Saved data entries
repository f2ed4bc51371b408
//! Items Bought Component

use leptos::prelude::*;

use crate::components::GroceryItemRow;
use crate::models;
use crate::store::use_app_store;

/// Section listing the items already bought
#[component]
pub fn ItemsBought() -> impl IntoView {
    let items = use_app_store().items;
    let bought = move || models::bought(&items.get());

    view! {
        <section data-cy="bought-section">
            <h3 class="section-title">
                <i class="bi bi-check2-circle"></i>
                " Items Bought"
            </h3>
            <div class="card">
                <ul class="list-group list-group-flush" id="bought-list">
                    <Show
                        when=move || !bought().is_empty()
                        fallback=|| {
                            view! {
                                <li class="list-group-item empty-state">
                                    <div>
                                        <i class="bi bi-cart-check"></i>
                                        <h5>"No items bought yet"</h5>
                                        <p>"Mark items as bought when you purchase them"</p>
                                    </div>
                                </li>
                            }
                        }
                    >
                        <For
                            each=bought
                            key=|item| (item.id.clone(), item.name.clone(), item.bought)
                            children=|item| view! { <GroceryItemRow item=item /> }
                        />
                    </Show>
                </ul>
            </div>
        </section>
    }
}
//! Loan eligibility evaluation.
//!
//! A request carries a personal code, an amount, and a period. The engine validates the
//! request against the [`LendingPolicy`] bounds, scores the applicant by the credit segment
//! keyed on the trailing digits of their personal code, and then approves the largest amount
//! available for the requested period. When that amount would fall below the policy minimum
//! the engine walks forward through longer periods until one yields an approvable loan.

pub mod domain;
pub mod engine;
mod error;
pub mod identifier;
pub mod policy;
pub mod router;

#[cfg(test)]
mod tests;

pub use domain::{Decision, DecisionRequest, DecisionResponse};
pub use engine::{best_offer, DecisionEngine};
pub use error::DecisionError;
pub use identifier::{
    Demographics, EstonianPersonalCode, EstonianPersonalCodeValidator, Gender,
    IdentifierValidator, PersonalCodeError,
};
pub use policy::{
    AgeLimits, CreditModifier, LendingPolicy, LoanBounds, PolicyError, Segment, SegmentTable,
};
pub use router::decision_router;
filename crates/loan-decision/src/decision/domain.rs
use serde::{Deserialize, Serialize};

/// Loan application as received from the transport boundary.
///
/// Amount and period are signed so that out-of-range values reach the bounds check
/// instead of failing deserialization.
#[derive(Debug, Clone, PartialEq, Eq, Serialize, Deserialize)]
#[serde(rename_all = "camelCase")]
pub struct DecisionRequest {
    #[serde(alias = "identifier")]
    pub personal_code: String,
    #[serde(alias = "amount")]
    pub loan_amount: i64,
    #[serde(alias = "period")]
    pub loan_period: i32,
}

impl DecisionRequest {
    pub fn new(personal_code: impl Into<String>, loan_amount: i64, loan_period: i32) -> Self {
        Self {
            personal_code: personal_code.into(),
            loan_amount,
            loan_period,
        }
    }
}

/// Approved loan offer.
#[derive(Debug, Clone, Copy, PartialEq, Eq, Serialize, Deserialize)]
#[serde(rename_all = "camelCase")]
pub struct Decision {
    pub loan_amount: i64,
    pub loan_period: i32,
}

/// Wire body returned by `POST /loan/decision`.
#[derive(Debug, Clone, PartialEq, Eq, Serialize, Deserialize)]
#[serde(rename_all = "camelCase")]
pub struct DecisionResponse {
    pub loan_amount: Option<i64>,
    pub loan_period: Option<i32>,
    pub error_message: Option<String>,
}

impl DecisionResponse {
    pub fn rejected(message: impl Into<String>) -> Self {
        Self {
            loan_amount: None,
            loan_period: None,
            error_message: Some(message.into()),
        }
    }
}

impl From<Decision> for DecisionResponse {
    fn from(decision: Decision) -> Self {
        Self {
            loan_amount: Some(decision.loan_amount),
            loan_period: Some(decision.loan_period),
            error_message: None,
        }
    }
}
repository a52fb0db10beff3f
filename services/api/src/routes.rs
use crate::infra::AppState;
use axum::http::{header, StatusCode};
use axum::response::IntoResponse;
use axum::Extension;
use axum::Json;
use loan_decision::decision::IdentifierValidator;
use loan_decision::{decision_router, DecisionEngine};
use serde_json::json;
use std::sync::Arc;

pub(crate) fn with_decision_routes<V>(engine: Arc<DecisionEngine<V>>) -> axum::Router
where
    V: IdentifierValidator + 'static,
{
    decision_router(engine)
        .route("/health", axum::routing::get(healthcheck))
        .route("/ready", axum::routing::get(readiness_endpoint))
        .route("/metrics", axum::routing::get(metrics_endpoint))
}

pub(crate) async fn healthcheck() -> Json<serde_json::Value> {
    Json(json!({ "status": "ok" }))
}

pub(crate) async fn readiness_endpoint(Extension(state): Extension<AppState>) -> impl IntoResponse {
    let ready = state.readiness.load(std::sync::atomic::Ordering::Relaxed);
    let status = if ready {
        StatusCode::OK
    } else {
        StatusCode::SERVICE_UNAVAILABLE
    };

    let payload = if ready {
        json!({ "status": "ready" })
    } else {
        json!({ "status": "initializing" })
    };

    (status, Json(payload))
}

pub(crate) async fn metrics_endpoint(Extension(state): Extension<AppState>) -> impl IntoResponse {
    (
        StatusCode::OK,
        [(header::CONTENT_TYPE, "text/plain; version=0.0.4")],
        state.metrics.render(),
    )
}
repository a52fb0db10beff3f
mod common;
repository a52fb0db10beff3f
use crate::cli::ServeArgs;
use crate::infra::AppState;
use crate::routes::with_decision_routes;
use axum::Extension;
use axum_prometheus::PrometheusMetricLayer;
use loan_decision::config::{AppConfig, ConfigError};
use loan_decision::error::AppError;
use loan_decision::telemetry;
use loan_decision::DecisionEngine;
use std::sync::atomic::Ordering;
use std::sync::Arc;
use tracing::info;

pub(crate) async fn run(mut args: ServeArgs) -> Result<(), AppError> {
    let mut config = AppConfig::load()?;

    if let Some(host) = args.host.take() {
        config.server.host = host;
    }
    if let Some(port) = args.port.take() {
        config.server.port = port;
    }

    telemetry::init(&config.telemetry)?;

    let (prometheus_layer, prometheus_handle) = PrometheusMetricLayer::pair();
    let readiness_flag = Arc::new(std::sync::atomic::AtomicBool::new(false));
    let app_state = AppState {
        readiness: readiness_flag.clone(),
        metrics: Arc::new(prometheus_handle),
    };

    let bounds = config.policy.bounds;
    let segments = config.policy.segments.segments.len();
    let engine = DecisionEngine::try_new(Arc::new(config.policy)).map_err(ConfigError::from)?;
    let engine = Arc::new(engine);

    let app = with_decision_routes(engine)
        .layer(Extension(app_state))
        .layer(prometheus_layer);

    let addr = config.server.socket_addr()?;
    let listener = tokio::net::TcpListener::bind(addr).await?;
    readiness_flag.store(true, Ordering::Release);

    info!(
        ?config.environment,
        %addr,
        min_amount = bounds.min_amount,
        max_amount = bounds.max_amount,
        min_period = bounds.min_period,
        max_period = bounds.max_period,
        segments,
        "loan decision service ready"
    );

    axum::serve(listener, app).await?;
    Ok(())
}
use crate::config::ConfigError;
use crate::decision::DecisionError;
use crate::telemetry::TelemetryError;
use std::fmt;

#[derive(Debug)]
pub enum AppError {
    Config(ConfigError),
    Telemetry(TelemetryError),
    Io(std::io::Error),
    Decision(DecisionError),
}

impl fmt::Display for AppError {
    fn fmt(&self, f: &mut fmt::Formatter<'_>) -> fmt::Result {
        match self {
            AppError::Config(err) => write!(f, "configuration error: {}", err),
            AppError::Telemetry(err) => write!(f, "telemetry error: {}", err),
            AppError::Io(err) => write!(f, "io error: {}", err),
            AppError::Decision(err) => write!(f, "decision error: {}", err),
        }
    }
}

impl std::error::Error for AppError {
    fn source(&self) -> Option<&(dyn std::error::Error + 'static)> {
        match self {
            AppError::Config(err) => Some(err),
            AppError::Telemetry(err) => Some(err),
            AppError::Io(err) => Some(err),
            AppError::Decision(err) => Some(err),
        }
    }
}

impl From<ConfigError> for AppError {
    fn from(value: ConfigError) -> Self {
        Self::Config(value)
    }
}

impl From<TelemetryError> for AppError {
    fn from(value: TelemetryError) -> Self {
        Self::Telemetry(value)
    }
}

impl From<std::io::Error> for AppError {
    fn from(value: std::io::Error) -> Self {
        Self::Io(value)
    }
}

impl From<DecisionError> for AppError {
    fn from(value: DecisionError) -> Self {
        Self::Decision(value)
    }
}

#[cfg(test)]
mod tests {
    use super::*;

    #[test]
    fn decision_errors_keep_their_message() {
        let err: AppError = DecisionError::NoValidLoan.into();
        assert_eq!(err.to_string(), "decision error: No valid loan found!");
        assert!(std::error::Error::source(&err).is_some());
    }

    #[test]
    fn config_errors_are_wrapped() {
        let err: AppError = ConfigError::InvalidPort.into();
        assert!(matches!(err, AppError::Config(ConfigError::InvalidPort)));
        assert!(err.to_string().starts_with("configuration error"));
    }
}
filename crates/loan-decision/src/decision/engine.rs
use std::sync::Arc;

use chrono::{Local, NaiveDate};
use tracing::{debug, info, warn};

use super::domain::{Decision, DecisionRequest};
use super::error::DecisionError;
use super::identifier::{EstonianPersonalCodeValidator, IdentifierValidator};
use super::policy::{CreditModifier, LendingPolicy, LoanBounds, PolicyError};

/// Stateless evaluator applying a [`LendingPolicy`] to loan requests.
///
/// Holds only immutable data, so one engine can be shared across any number of callers.
#[derive(Debug, Clone)]
pub struct DecisionEngine<V = EstonianPersonalCodeValidator> {
    policy: Arc<LendingPolicy>,
    validator: V,
}

impl DecisionEngine {
    /// Engine over an already validated policy. Segment lookup assumes the table is
    /// sorted and contiguous; use [`DecisionEngine::try_new`] for untrusted policies.
    pub fn new(policy: Arc<LendingPolicy>) -> Self {
        Self::with_validator(policy, EstonianPersonalCodeValidator)
    }

    pub fn try_new(policy: Arc<LendingPolicy>) -> Result<Self, PolicyError> {
        Self::try_with_validator(policy, EstonianPersonalCodeValidator)
    }
}

impl<V> DecisionEngine<V>
where
    V: IdentifierValidator,
{
    /// Same precondition as [`DecisionEngine::new`]: the policy must already be valid.
    pub fn with_validator(policy: Arc<LendingPolicy>, validator: V) -> Self {
        Self { policy, validator }
    }

    /// Validate the policy before building the engine.
    pub fn try_with_validator(
        policy: Arc<LendingPolicy>,
        validator: V,
    ) -> Result<Self, PolicyError> {
        policy.validate()?;
        Ok(Self::with_validator(policy, validator))
    }

    pub fn policy(&self) -> &LendingPolicy {
        &self.policy
    }

    /// Evaluate a request against today's date.
    pub fn evaluate(&self, request: &DecisionRequest) -> Result<Decision, DecisionError> {
        self.evaluate_on(request, Local::now().date_naive())
    }

    /// Evaluate a request. `today` is only consulted when the policy carries age limits.
    pub fn evaluate_on(
        &self,
        request: &DecisionRequest,
        today: NaiveDate,
    ) -> Result<Decision, DecisionError> {
        self.verify_inputs(request, today)?;

        let modifier = self.credit_modifier(&request.personal_code);
        if modifier.is_debt() {
            info!(
                amount = request.loan_amount,
                period = request.loan_period,
                "applicant is in the debt segment"
            );
            return Err(DecisionError::NoValidLoan);
        }

        match best_offer(&self.policy.bounds, modifier, request.loan_period) {
            Some(decision) => {
                info!(
                    requested_amount = request.loan_amount,
                    requested_period = request.loan_period,
                    approved_amount = decision.loan_amount,
                    approved_period = decision.loan_period,
                    "loan approved"
                );
                Ok(decision)
            }
            None => {
                info!(
                    modifier = modifier.0,
                    requested_period = request.loan_period,
                    "no period within bounds reaches the minimum amount"
                );
                Err(DecisionError::NoValidLoan)
            }
        }
    }

    /// Modifier of the segment the identifier falls into. Unreadable keys score as debt.
    pub fn credit_modifier(&self, identifier: &str) -> CreditModifier {
        match self.policy.segments.segment_for(identifier) {
            Some(segment) => {
                debug!(segment = %segment.name, modifier = segment.credit_modifier.0, "segment resolved");
                segment.credit_modifier
            }
            None => {
                warn!("identifier carries no segment key");
                CreditModifier::DEBT
            }
        }
    }

    fn verify_inputs(
        &self,
        request: &DecisionRequest,
        today: NaiveDate,
    ) -> Result<(), DecisionError> {
        let bounds = &self.policy.bounds;

        if !self.validator.is_valid(&request.personal_code) {
            warn!("rejected request with malformed personal code");
            return Err(DecisionError::InvalidIdentifier);
        }
        if !bounds.contains_amount(request.loan_amount) {
            warn!(amount = request.loan_amount, "requested amount out of bounds");
            return Err(DecisionError::InvalidAmount);
        }
        if !bounds.contains_period(request.loan_period) {
            warn!(period = request.loan_period, "requested period out of bounds");
            return Err(DecisionError::InvalidPeriod);
        }

        if let Some(limits) = &self.policy.age_limits {
            if let Some(demographics) = self.validator.demographics(&request.personal_code) {
                if !limits.permits(&demographics, today) {
                    warn!("applicant age outside lending range");
                    return Err(DecisionError::InvalidAge);
                }
            }
        }

        Ok(())
    }
}

/// First period from `requested_period` up to `bounds.max_period` whose capped limit
/// reaches `bounds.min_amount`, paired with that limit.
///
/// The limit grows with the period for any positive modifier, so the first hit is also
/// the shortest feasible period. At the requested period itself the result is the
/// largest approvable amount even when it is below what was asked for.
pub fn best_offer(
    bounds: &LoanBounds,
    modifier: CreditModifier,
    requested_period: i32,
) -> Option<Decision> {
    (requested_period..=bounds.max_period).find_map(|period| {
        let amount = bounds.max_approvable(modifier, period);
        (amount >= bounds.min_amount).then_some(Decision {
            loan_amount: amount,
            loan_period: period,
        })
    })
}
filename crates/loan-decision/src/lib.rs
//! Loan decision engine.
//!
//! Scores an applicant by the credit segment derived from their personal code and
//! returns either the largest approvable loan for the requested period or the
//! nearest longer period that yields an approvable loan.

pub mod config;
pub mod decision;
pub mod error;
pub mod telemetry;

pub use decision::{
    decision_router, Decision, DecisionEngine, DecisionError, DecisionRequest, DecisionResponse,
    LendingPolicy,
};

INSTRUCTIONS FOR THE TASK :: A line qualifies when it holds the word "take"; report all qualifying lines from the records above.

ANSWER FOR THE TASK ::
    if let Some(host) = args.host.take() {
    if let Some(port) = args.port.take() {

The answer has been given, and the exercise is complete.